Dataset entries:
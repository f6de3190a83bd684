use std::f64::consts::{FRAC_PI_2, PI};
use std::fs::File;
use std::path::Path;

use cairo::{Context, Format, ImageSurface};
use pango::FontDescription;
use tracing::debug;

use crate::error::{ChartError, ChartResult};
use crate::render::{
    Color, RectPrimitive, RenderFrame, Renderer, TextHAlign, TextPrimitive, TextVAlign,
    WedgePrimitive,
};

#[derive(Debug, Clone, Copy, PartialEq, Eq, Default)]
pub struct CairoRenderStats {
    pub lines_drawn: usize,
    pub wedges_drawn: usize,
    pub rects_drawn: usize,
    pub texts_drawn: usize,
}

/// Renderers that can also draw into a Cairo context owned by someone else
/// (a GTK `DrawingArea` draw callback, for instance).
pub trait CairoContextRenderer {
    fn render_on_cairo_context(
        &mut self,
        context: &Context,
        frame: &RenderFrame,
    ) -> ChartResult<()>;
}

/// Cairo + Pango + PangoCairo renderer backend.
///
/// Offscreen rendering goes to an image surface sized in device pixels;
/// `CairoContextRenderer` draws onto an external context instead.
#[derive(Debug)]
pub struct CairoRenderer {
    surface: ImageSurface,
    last_stats: CairoRenderStats,
}

impl CairoRenderer {
    pub fn new(width_px: i32, height_px: i32) -> ChartResult<Self> {
        Ok(Self {
            surface: create_surface(width_px, height_px)?,
            last_stats: CairoRenderStats::default(),
        })
    }

    #[must_use]
    pub fn backend_name(&self) -> &'static str {
        "cairo+pango+pangocairo"
    }

    #[must_use]
    pub fn surface(&self) -> &ImageSurface {
        &self.surface
    }

    #[must_use]
    pub fn last_stats(&self) -> CairoRenderStats {
        self.last_stats
    }

    pub fn write_png(&self, path: &Path) -> ChartResult<()> {
        let mut file = File::create(path).map_err(|err| {
            ChartError::Backend(format!("failed to create `{}`: {err}", path.display()))
        })?;
        self.surface
            .write_to_png(&mut file)
            .map_err(|err| ChartError::Backend(format!("failed to write png: {err}")))
    }
}

/// Paints `frame` onto `context`, scaling once by the frame's device pixel
/// ratio. The context state is restored afterwards.
pub fn paint_frame(context: &Context, frame: &RenderFrame) -> ChartResult<CairoRenderStats> {
    frame.validate()?;

    context
        .save()
        .map_err(|err| map_backend_error("failed to save context", err))?;
    context.scale(frame.device_pixel_ratio, frame.device_pixel_ratio);

    apply_color(context, frame.background);
    context.rectangle(0.0, 0.0, frame.viewport.width, frame.viewport.height);
    context
        .fill()
        .map_err(|err| map_backend_error("failed to fill background", err))?;

    let mut stats = CairoRenderStats::default();

    for line in &frame.lines {
        apply_color(context, line.color);
        context.set_line_width(line.stroke_width);
        context.move_to(line.x1, line.y1);
        context.line_to(line.x2, line.y2);
        context
            .stroke()
            .map_err(|err| map_backend_error("failed to stroke line", err))?;
        stats.lines_drawn += 1;
    }

    for wedge in &frame.wedges {
        draw_wedge(context, *wedge)?;
        stats.wedges_drawn += 1;
    }

    for rect in &frame.rects {
        draw_rect(context, *rect)?;
        stats.rects_drawn += 1;
    }

    for text in &frame.texts {
        draw_text(context, text);
        stats.texts_drawn += 1;
    }

    context
        .restore()
        .map_err(|err| map_backend_error("failed to restore context", err))?;

    debug!(
        lines = stats.lines_drawn,
        wedges = stats.wedges_drawn,
        rects = stats.rects_drawn,
        texts = stats.texts_drawn,
        "cairo pass complete"
    );
    Ok(stats)
}

impl Renderer for CairoRenderer {
    fn render(&mut self, frame: &RenderFrame) -> ChartResult<()> {
        let context = Context::new(&self.surface)
            .map_err(|err| map_backend_error("failed to create cairo context", err))?;
        self.last_stats = paint_frame(&context, frame)?;
        Ok(())
    }

    fn resize_backing_store(&mut self, width_px: u32, height_px: u32) -> ChartResult<()> {
        let to_i32 = |px: u32| i32::try_from(px.max(1)).unwrap_or(i32::MAX);
        if self.surface.width() == to_i32(width_px) && self.surface.height() == to_i32(height_px) {
            return Ok(());
        }
        self.surface = create_surface(to_i32(width_px), to_i32(height_px))?;
        Ok(())
    }
}

impl CairoContextRenderer for CairoRenderer {
    fn render_on_cairo_context(
        &mut self,
        context: &Context,
        frame: &RenderFrame,
    ) -> ChartResult<()> {
        self.last_stats = paint_frame(context, frame)?;
        Ok(())
    }
}

fn create_surface(width_px: i32, height_px: i32) -> ChartResult<ImageSurface> {
    if width_px <= 0 || height_px <= 0 {
        return Err(ChartError::InvalidViewport {
            width: f64::from(width_px),
            height: f64::from(height_px),
        });
    }
    ImageSurface::create(Format::ARgb32, width_px, height_px)
        .map_err(|err| map_backend_error("failed to create cairo surface", err))
}

fn apply_color(context: &Context, color: Color) {
    context.set_source_rgba(color.red, color.green, color.blue, color.alpha);
}

fn draw_wedge(context: &Context, wedge: WedgePrimitive) -> ChartResult<()> {
    context.new_path();
    context.move_to(wedge.center_x, wedge.center_y);
    context.arc(
        wedge.center_x,
        wedge.center_y,
        wedge.radius,
        wedge.start_angle,
        wedge.end_angle,
    );
    context.close_path();
    apply_color(context, wedge.fill_color);
    if wedge.stroke_width > 0.0 {
        context
            .fill_preserve()
            .map_err(|err| map_backend_error("failed to fill wedge", err))?;
        apply_color(context, wedge.stroke_color);
        context.set_line_width(wedge.stroke_width);
        context
            .stroke()
            .map_err(|err| map_backend_error("failed to stroke wedge", err))
    } else {
        context
            .fill()
            .map_err(|err| map_backend_error("failed to fill wedge", err))
    }
}

fn draw_rect(context: &Context, rect: RectPrimitive) -> ChartResult<()> {
    append_rect_path(context, rect);
    apply_color(context, rect.fill_color);
    if rect.border_width > 0.0 {
        context
            .fill_preserve()
            .map_err(|err| map_backend_error("failed to fill rectangle", err))?;
        apply_color(context, rect.border_color);
        context.set_line_width(rect.border_width);
        context
            .stroke()
            .map_err(|err| map_backend_error("failed to stroke rectangle border", err))
    } else {
        context
            .fill()
            .map_err(|err| map_backend_error("failed to fill rectangle", err))
    }
}

fn append_rect_path(context: &Context, rect: RectPrimitive) {
    context.new_path();
    if rect.corner_radius <= 0.0 {
        context.rectangle(rect.x, rect.y, rect.width, rect.height);
        return;
    }

    let radius = rect
        .corner_radius
        .min(rect.width * 0.5)
        .min(rect.height * 0.5);
    let left = rect.x;
    let top = rect.y;
    let right = rect.x + rect.width;
    let bottom = rect.y + rect.height;

    context.new_sub_path();
    context.arc(right - radius, top + radius, radius, -FRAC_PI_2, 0.0);
    context.arc(right - radius, bottom - radius, radius, 0.0, FRAC_PI_2);
    context.arc(left + radius, bottom - radius, radius, FRAC_PI_2, PI);
    context.arc(left + radius, top + radius, radius, PI, PI + FRAC_PI_2);
    context.close_path();
}

fn draw_text(context: &Context, text: &TextPrimitive) {
    let layout = pangocairo::functions::create_layout(context);
    let mut font_description = FontDescription::from_string("Sans");
    font_description.set_absolute_size(text.font_size_px * f64::from(pango::SCALE));
    if text.bold {
        font_description.set_weight(pango::Weight::Bold);
    }
    layout.set_font_description(Some(&font_description));
    layout.set_text(&text.text);

    let (text_width, text_height) = layout.pixel_size();
    let x = match text.h_align {
        TextHAlign::Left => text.x,
        TextHAlign::Center => text.x - f64::from(text_width) / 2.0,
        TextHAlign::Right => text.x - f64::from(text_width),
    };
    let y = match text.v_align {
        TextVAlign::Top => text.y,
        TextVAlign::Middle => text.y - f64::from(text_height) / 2.0,
        TextVAlign::Baseline => text.y - f64::from(layout.baseline()) / f64::from(pango::SCALE),
    };

    apply_color(context, text.color);
    context.move_to(x, y);
    pangocairo::functions::show_layout(context, &layout);
}

fn map_backend_error(prefix: &str, err: cairo::Error) -> ChartError {
    ChartError::Backend(format!("{prefix}: {err}"))
}
// SPDX-License-Identifier: Apache-2.0
// © James Ross Ω FLYING•ROBOTS <https://github.com/flyingrobots>

/// 3D vector used for world positions, sphere centres and transform parts.
///
/// Components encode world-space units; the spatial index quantizes them
/// into 4-unit cells.
#[derive(Debug, Copy, Clone, PartialEq, Default)]
#[cfg_attr(feature = "serde", derive(serde::Serialize, serde::Deserialize))]
pub struct Vec3 {
    data: [f32; 3],
}

impl Vec3 {
    /// The zero vector.
    pub const ZERO: Self = Self::new(0.0, 0.0, 0.0);

    /// Creates a vector from components.
    pub const fn new(x: f32, y: f32, z: f32) -> Self {
        Self { data: [x, y, z] }
    }

    /// Vector with every component set to `v`.
    pub const fn splat(v: f32) -> Self {
        Self::new(v, v, v)
    }

    /// Returns the components as an array.
    pub fn to_array(self) -> [f32; 3] {
        self.data
    }

    /// X component.
    pub fn x(&self) -> f32 {
        self.data[0]
    }

    /// Y component.
    pub fn y(&self) -> f32 {
        self.data[1]
    }

    /// Z component.
    pub fn z(&self) -> f32 {
        self.data[2]
    }

    /// Component-wise sum.
    pub fn add(&self, other: &Self) -> Self {
        self.zip(other, |a, b| a + b)
    }

    /// Component-wise difference.
    pub fn sub(&self, other: &Self) -> Self {
        self.zip(other, |a, b| a - b)
    }

    /// `true` when no component is NaN or infinite.
    pub fn is_finite(&self) -> bool {
        self.data.iter().all(|c| c.is_finite())
    }

    fn zip(&self, other: &Self, f: impl Fn(f32, f32) -> f32) -> Self {
        let [a0, a1, a2] = self.data;
        let [b0, b1, b2] = other.data;
        Self::new(f(a0, b0), f(a1, b1), f(a2, b2))
    }
}

impl From<[f32; 3]> for Vec3 {
    fn from(data: [f32; 3]) -> Self {
        Self { data }
    }
}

### Exercise objective:
Proceeding from the line containing "apply_color(context, rect.border_color);" through the line containing "fn append_rect_path(context: &Context, rect: RectPrimitive)", transcribe the lines above exactly, both end lines included.

### Response to this task:
        apply_color(context, rect.border_color);
        context.set_line_width(rect.border_width);
        context
            .stroke()
            .map_err(|err| map_backend_error("failed to stroke rectangle border", err))
    } else {
        context
            .fill()
            .map_err(|err| map_backend_error("failed to fill rectangle", err))
    }
}

fn append_rect_path(context: &Context, rect: RectPrimitive) {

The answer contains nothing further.